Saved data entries
◆ ◆ ◆ ◆ ◆
//! In-memory storage module
//!
//! Provides the core data structures for storing typed values in memory.
//! This module is independent of protocol and command handling (loose coupling).

mod blocking;
mod entry;
mod keyspace;
mod pattern;
mod router;
mod scan;
mod sketch;
mod sorted_set;
mod stream;
mod value;

pub use blocking::ListEnd;
pub use entry::Entry;
pub use keyspace::{Keyspace, KeyspaceStats, SetCondition};
pub use pattern::glob_match;
pub use router::{slot_hash, ShardRouter};
pub use scan::{ScanKey, ScanMap, ScanPage};
pub use sketch::{Sketch, SKETCH_PRECISION, SKETCH_REGISTERS};
pub use sorted_set::SortedSet;
pub use stream::{IdRequest, StreamFields, StreamId, StreamLog};
pub use value::{Value, ValueKind};

pub(crate) use keyspace::format_float;
//! Reply value types
//!
//! Independent from the store and command modules (loose coupling).

mod types;

pub use types::RespValue;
◆ ◆ ◆ ◆ ◆
#### DIRECTIONS
Set down the records again, exactly.

#### RESPONSE FOR THIS EXERCISE
//! In-memory storage module
//!
//! Provides the core data structures for storing typed values in memory.
//! This module is independent of protocol and command handling (loose coupling).

mod blocking;
mod entry;
mod keyspace;
mod pattern;
mod router;
mod scan;
mod sketch;
mod sorted_set;
mod stream;
mod value;

pub use blocking::ListEnd;
pub use entry::Entry;
pub use keyspace::{Keyspace, KeyspaceStats, SetCondition};
pub use pattern::glob_match;
pub use router::{slot_hash, ShardRouter};
pub use scan::{ScanKey, ScanMap, ScanPage};
pub use sketch::{Sketch, SKETCH_PRECISION, SKETCH_REGISTERS};
pub use sorted_set::SortedSet;
pub use stream::{IdRequest, StreamFields, StreamId, StreamLog};
pub use value::{Value, ValueKind};

pub(crate) use keyspace::format_float;
//! Reply value types
//!
//! Independent from the store and command modules (loose coupling).

mod types;

pub use types::RespValue;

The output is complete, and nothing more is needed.